Activity =>
What is the number of lines in these records that hold the word "suffix"? Reply with that number alone.

(Collected data entries)
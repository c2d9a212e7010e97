//! Fluent attribute API shared by every element.
//!
//! Any type that exposes its [`AttributeCollection`] through [`HasAttributes`]
//! gets the chaining methods of [`AttributeModifiers`] for free. Each method
//! consumes the element and returns it, so an element under construction is
//! never aliased.
//!
//! ## Example
//!
//! ```
//! use tagwright_core::{AriaAttribute, AttributeCollection, AttributeModifiers, HasAttributes};
//!
//! #[derive(Default)]
//! struct Probe(AttributeCollection);
//!
//! impl HasAttributes for Probe {
//!     fn attributes(&self) -> &AttributeCollection { &self.0 }
//!     fn attributes_mut(&mut self) -> &mut AttributeCollection { &mut self.0 }
//! }
//!
//! let probe = Probe::default()
//!     .class("card")
//!     .aria(AriaAttribute::Label, "Profile")
//!     .boolean_attribute("hidden");
//! assert_eq!(
//!     probe.attributes().render(&[], &[]),
//!     "aria-label=\"Profile\" hidden class=\"card\""
//! );
//! ```

use crate::aria::AriaAttribute;
use crate::attributes::{AttributeCollection, AttributeName, IntoAttributeName};
use crate::boolean::BooleanAttribute;
use crate::error::Result;
use crate::event::Action;
use crate::style::StyleDeclaration;

/// Access to an element's attribute collection.
pub trait HasAttributes {
	/// Returns the collection.
	fn attributes(&self) -> &AttributeCollection;

	/// Returns the collection mutably.
	fn attributes_mut(&mut self) -> &mut AttributeCollection;
}

/// Chaining attribute methods, implemented for every [`HasAttributes`] type.
pub trait AttributeModifiers: HasAttributes + Sized {
	/// Adds class tokens (whitespace-separated).
	///
	/// Multiple calls accumulate; duplicates collapse and the rendered list
	/// is always sorted.
	fn class(mut self, class: &str) -> Self {
		self.attributes_mut().add_class(class);
		self
	}

	/// Adds several class tokens.
	fn classes<I>(mut self, classes: I) -> Self
	where
		I: IntoIterator,
		I::Item: AsRef<str>,
	{
		self.attributes_mut().add_classes(classes);
		self
	}

	/// Adds class tokens when `condition` holds.
	fn class_if(mut self, condition: bool, class: &str) -> Self {
		self.attributes_mut().add_class_if(condition, class);
		self
	}

	/// Sets the `id` attribute.
	fn id(self, id: impl Into<String>) -> Self {
		self.custom_attribute("id", id)
	}

	/// Sets the `role` attribute.
	fn role(self, role: impl Into<String>) -> Self {
		self.custom_attribute("role", role)
	}

	/// Sets the `hidden` boolean attribute.
	fn hidden(self, hidden: bool) -> Self {
		self.boolean_attribute_if(BooleanAttribute::Hidden, hidden)
	}

	/// Sets a valued attribute, replacing any earlier value.
	fn custom_attribute<N: IntoAttributeName>(self, name: N, value: impl Into<String>) -> Self {
		self.custom_attribute_if(name, value, true)
	}

	/// Sets a valued attribute that is only rendered when `enabled`.
	fn custom_attribute_if<N: IntoAttributeName>(
		mut self,
		name: N,
		value: impl Into<String>,
		enabled: bool,
	) -> Self {
		self.attributes_mut()
			.set_custom(name.into_attribute_name(), Some(value.into()), enabled);
		self
	}

	/// Sets a valued attribute whose name is only known at runtime.
	///
	/// # Errors
	///
	/// Returns an error when `name` is not a valid attribute name.
	fn try_custom_attribute(mut self, name: impl Into<String>, value: impl Into<String>) -> Result<Self> {
		let name = AttributeName::new(name.into())?;
		self.attributes_mut().set_custom(name, Some(value.into()), true);
		Ok(self)
	}

	/// Sets a boolean attribute, rendered as the bare name.
	fn boolean_attribute<N: IntoAttributeName>(self, name: N) -> Self {
		self.boolean_attribute_if(name, true)
	}

	/// Sets a boolean attribute that is only rendered when `enabled`.
	fn boolean_attribute_if<N: IntoAttributeName>(mut self, name: N, enabled: bool) -> Self {
		self.attributes_mut()
			.set_boolean(name.into_attribute_name(), enabled);
		self
	}

	/// Sets `aria-<name>`.
	fn aria(mut self, aria: AriaAttribute, value: impl Into<String>) -> Self {
		self.attributes_mut().set_aria(aria, value);
		self
	}

	/// Sets `data-<key>` (key lowercased).
	fn data<N: IntoAttributeName>(mut self, key: N, value: impl Into<String>) -> Self {
		self.attributes_mut()
			.set_data(&key.into_attribute_name(), value);
		self
	}

	/// Binds `actions` to the event attribute `event`.
	///
	/// Actions run in the order given. Adding the same event again replaces
	/// the earlier binding.
	fn add_event<N, I>(mut self, event: N, actions: I) -> Self
	where
		N: IntoAttributeName,
		I: IntoIterator,
		I::Item: Action,
	{
		self.attributes_mut()
			.add_event(event.into_attribute_name(), actions);
		self
	}

	/// Adds inline style declarations. Multiple calls accumulate.
	fn style<I>(mut self, declarations: I) -> Self
	where
		I: IntoIterator<Item = StyleDeclaration>,
	{
		self.attributes_mut().set_styles(declarations);
		self
	}

	/// Removes an attribute entry entirely.
	fn remove_attribute(mut self, name: &str) -> Self {
		self.attributes_mut().remove(name);
		self
	}

	/// Folds attributes produced elsewhere (a theme, a wrapper) into this element.
	fn merge_attributes(mut self, other: AttributeCollection) -> Self {
		self.attributes_mut().merge(other);
		self
	}
}

impl<T: HasAttributes> AttributeModifiers for T {}
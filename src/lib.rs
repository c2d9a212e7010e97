//! # tagwright
//!
//! Deterministic HTML attribute collection and opening-tag rendering.
//!
//! Attributes added in any order, from any source (classes, custom and
//! boolean attributes, inline styles, ARIA, data and event handlers), render
//! in one canonical order so that identical elements always produce
//! byte-identical markup.
//!
//! ## Feature Flags
//!
//! - `core` - Attribute collection and the style and event serializers
//! - `elements` (default) - Opening-tag renderer, `Tag`, `Button`,
//!   `TextField`, `MetaLink` and site configuration
//!
//! ## Quick Example
//!
//! ```
//! use tagwright::prelude::*;
//!
//! let html = Button::new("Send")
//!     .button_type(ButtonType::Submit)
//!     .variant(Variant::Primary)
//!     .add_event(Event::Click, [ShowAlert::new("Sent")])
//!     .render(&RenderContext::default());
//!
//! assert_eq!(
//!     html,
//!     "<button type=\"submit\" onclick=\"alert('Sent')\" class=\"btn btn-primary\">Send</button>"
//! );
//! ```

#[cfg(feature = "core")]
pub mod attributes;
#[cfg(feature = "elements")]
pub mod elements;

// Re-export the attribute engine
#[cfg(feature = "core")]
pub use tagwright_core::{
	AriaAttribute, AttributeCollection, AttributeError, AttributeModifiers, AttributeName,
	BooleanAttribute, CoreAttribute, Event, HasAttributes, Property, StyleDeclaration,
};

// Re-export elements
#[cfg(feature = "elements")]
pub use tagwright_elements::{
	Button, ButtonType, ElementError, HighlighterTheme, MetaLink, Render, RenderContext,
	SiteConfig, Tag, TextField, TextType,
};

/// Common imports.
pub mod prelude {
	#[cfg(all(feature = "core", not(feature = "elements")))]
	pub use tagwright_core::prelude::*;

	#[cfg(feature = "elements")]
	pub use tagwright_elements::prelude::*;
}
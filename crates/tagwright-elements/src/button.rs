//! `<button>` element.

use tagwright_core::{
	AttributeCollection, AttributeModifiers, BooleanAttribute, CoreAttribute, HasAttributes,
};

use crate::context::RenderContext;
use crate::render::{OpeningTag, Render};
use crate::variant::{ControlSize, Variant};

/// Value of the button's `type` attribute.
#[derive(Debug, Clone, Copy, PartialEq, Eq, Default)]
pub enum ButtonType {
	/// `type="button"`: no default behavior
	#[default]
	Plain,
	/// `type="submit"`
	Submit,
	/// `type="reset"`
	Reset,
}

impl ButtonType {
	/// Attribute value.
	pub fn as_str(&self) -> &'static str {
		match self {
			Self::Plain => "button",
			Self::Submit => "submit",
			Self::Reset => "reset",
		}
	}
}

/// A clickable button.
///
/// Renders as `<button type="..." ... class="btn ...">`: `type` always comes
/// first, then the sorted custom attributes, then the classes.
///
/// ## Example
///
/// ```
/// use tagwright_elements::{Button, Render, RenderContext, Variant};
///
/// let html = Button::new("Save")
///     .variant(Variant::Primary)
///     .disabled()
///     .render(&RenderContext::default());
/// assert_eq!(html, "<button type=\"button\" disabled class=\"btn btn-primary\">Save</button>");
/// ```
#[derive(Debug, Clone, Default, PartialEq, Eq)]
pub struct Button {
	label: String,
	button_type: ButtonType,
	variant: Option<Variant>,
	size: ControlSize,
	attributes: AttributeCollection,
}

impl Button {
	/// Creates a button with a text label.
	pub fn new(label: impl Into<String>) -> Self {
		Self {
			label: label.into(),
			..Self::default()
		}
	}

	/// Sets the `type` attribute.
	pub fn button_type(mut self, button_type: ButtonType) -> Self {
		self.button_type = button_type;
		self
	}

	/// Sets the color variant (`btn-<variant>`).
	pub fn variant(mut self, variant: Variant) -> Self {
		self.variant = Some(variant);
		self
	}

	/// Sets the size (`btn-sm` / `btn-lg`).
	pub fn size(mut self, size: ControlSize) -> Self {
		self.size = size;
		self
	}

	/// Disables the button.
	pub fn disabled(self) -> Self {
		self.boolean_attribute(BooleanAttribute::Disabled)
	}
}

impl HasAttributes for Button {
	fn attributes(&self) -> &AttributeCollection {
		&self.attributes
	}

	fn attributes_mut(&mut self) -> &mut AttributeCollection {
		&mut self.attributes
	}
}

impl Render for Button {
	fn render(&self, _ctx: &RenderContext) -> String {
		let mut attributes = self.attributes.clone();
		attributes.add_class("btn");
		if let Some(variant) = self.variant {
			attributes.add_class(&format!("btn-{}", variant.as_str()));
		}
		if let Some(suffix) = self.size.suffix() {
			attributes.add_class(&format!("btn-{suffix}"));
		}

		OpeningTag::new("button")
			.leading(CoreAttribute::Type(self.button_type.as_str().into()))
			.render_element(&attributes, &html_escape::encode_text(&self.label))
	}
}
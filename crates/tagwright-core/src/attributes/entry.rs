//! Attribute names and entries.

use std::borrow::{Borrow, Cow};
use std::fmt;

use crate::error::{AttributeError, Result};

/// A validated HTML attribute name.
///
/// Names are non-empty and contain none of the characters HTML forbids in
/// attribute names (whitespace, controls, `"`, `'`, `<`, `>`, `/`, `=`).
/// Ordering is plain byte order, which is the order attributes render in.
#[derive(Debug, Clone, PartialEq, Eq, PartialOrd, Ord, Hash)]
pub struct AttributeName(Cow<'static, str>);

impl AttributeName {
	/// Creates a name from runtime input.
	///
	/// # Errors
	///
	/// Returns [`AttributeError::EmptyName`] for an empty string and
	/// [`AttributeError::InvalidName`] when a forbidden character is present.
	pub fn new(name: impl Into<Cow<'static, str>>) -> Result<Self> {
		let name = name.into();
		validate(&name)?;
		Ok(Self(name))
	}

	/// Creates a name from a string literal.
	///
	/// # Panics
	///
	/// Panics if the literal is not a valid attribute name. Literals are part
	/// of the program text, so an invalid one is a bug at the call site.
	///
	/// # Example
	///
	/// ```
	/// use tagwright_core::AttributeName;
	///
	/// let name = AttributeName::from_static("data-id");
	/// assert_eq!(name.as_str(), "data-id");
	/// ```
	pub fn from_static(name: &'static str) -> Self {
		match validate(name) {
			Ok(()) => Self(Cow::Borrowed(name)),
			Err(err) => panic!("{err}"),
		}
	}

	/// Prepends `prefix` to a lowercased copy of `self`.
	///
	/// Used by the derived categories (`aria-*`, `data-*`). The prefix is
	/// trusted to be a valid name fragment.
	pub(crate) fn prefixed_lowercase(&self, prefix: &str) -> Self {
		Self(Cow::Owned(format!("{prefix}{}", self.0.to_lowercase())))
	}

	/// Returns the name as a string slice.
	pub fn as_str(&self) -> &str {
		&self.0
	}
}

fn validate(name: &str) -> Result<()> {
	if name.is_empty() {
		return Err(AttributeError::EmptyName);
	}
	if let Some(character) = name.chars().find(|c| {
		c.is_whitespace() || c.is_control() || matches!(c, '"' | '\'' | '<' | '>' | '/' | '=')
	}) {
		return Err(AttributeError::InvalidName {
			name: name.to_string(),
			character,
		});
	}
	Ok(())
}

impl fmt::Display for AttributeName {
	fn fmt(&self, f: &mut fmt::Formatter<'_>) -> fmt::Result {
		f.write_str(&self.0)
	}
}

impl AsRef<str> for AttributeName {
	fn as_ref(&self) -> &str {
		&self.0
	}
}

impl Borrow<str> for AttributeName {
	fn borrow(&self) -> &str {
		&self.0
	}
}

impl TryFrom<String> for AttributeName {
	type Error = AttributeError;

	fn try_from(value: String) -> Result<Self> {
		Self::new(value)
	}
}

/// Conversion into an [`AttributeName`] for builder-style APIs.
///
/// Implemented for validated names, the closed vocabularies
/// ([`BooleanAttribute`](crate::BooleanAttribute), [`Event`](crate::Event))
/// and string literals. Literals go through [`AttributeName::from_static`].
pub trait IntoAttributeName {
	/// Performs the conversion.
	fn into_attribute_name(self) -> AttributeName;
}

impl IntoAttributeName for AttributeName {
	fn into_attribute_name(self) -> AttributeName {
		self
	}
}

impl IntoAttributeName for &AttributeName {
	fn into_attribute_name(self) -> AttributeName {
		self.clone()
	}
}

impl IntoAttributeName for &'static str {
	fn into_attribute_name(self) -> AttributeName {
		AttributeName::from_static(self)
	}
}

/// The atomic attribute unit.
///
/// A `None` value is a boolean attribute and renders as the bare name. A
/// disabled entry renders nothing at all.
#[derive(Debug, Clone, PartialEq, Eq)]
pub struct AttributeEntry {
	name: AttributeName,
	value: Option<String>,
	enabled: bool,
}

impl AttributeEntry {
	/// Creates an enabled entry with a value.
	pub fn valued(name: AttributeName, value: impl Into<String>) -> Self {
		Self {
			name,
			value: Some(value.into()),
			enabled: true,
		}
	}

	/// Creates an enabled boolean entry.
	pub fn boolean(name: AttributeName) -> Self {
		Self {
			name,
			value: None,
			enabled: true,
		}
	}

	/// Sets the enabled flag.
	pub fn enabled(mut self, enabled: bool) -> Self {
		self.enabled = enabled;
		self
	}

	/// Returns the entry name.
	pub fn name(&self) -> &AttributeName {
		&self.name
	}

	/// Returns the value, `None` for boolean attributes.
	pub fn value(&self) -> Option<&str> {
		self.value.as_deref()
	}

	/// Returns whether the entry will be rendered.
	pub fn is_enabled(&self) -> bool {
		self.enabled
	}

	/// Renders the entry as `name` or `name="value"`.
	///
	/// Returns `None` for disabled entries. The value is written verbatim.
	pub fn render(&self) -> Option<String> {
		if !self.enabled {
			return None;
		}
		Some(match &self.value {
			Some(value) => format!("{}=\"{}\"", self.name, value),
			None => self.name.to_string(),
		})
	}
}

Result below =>
2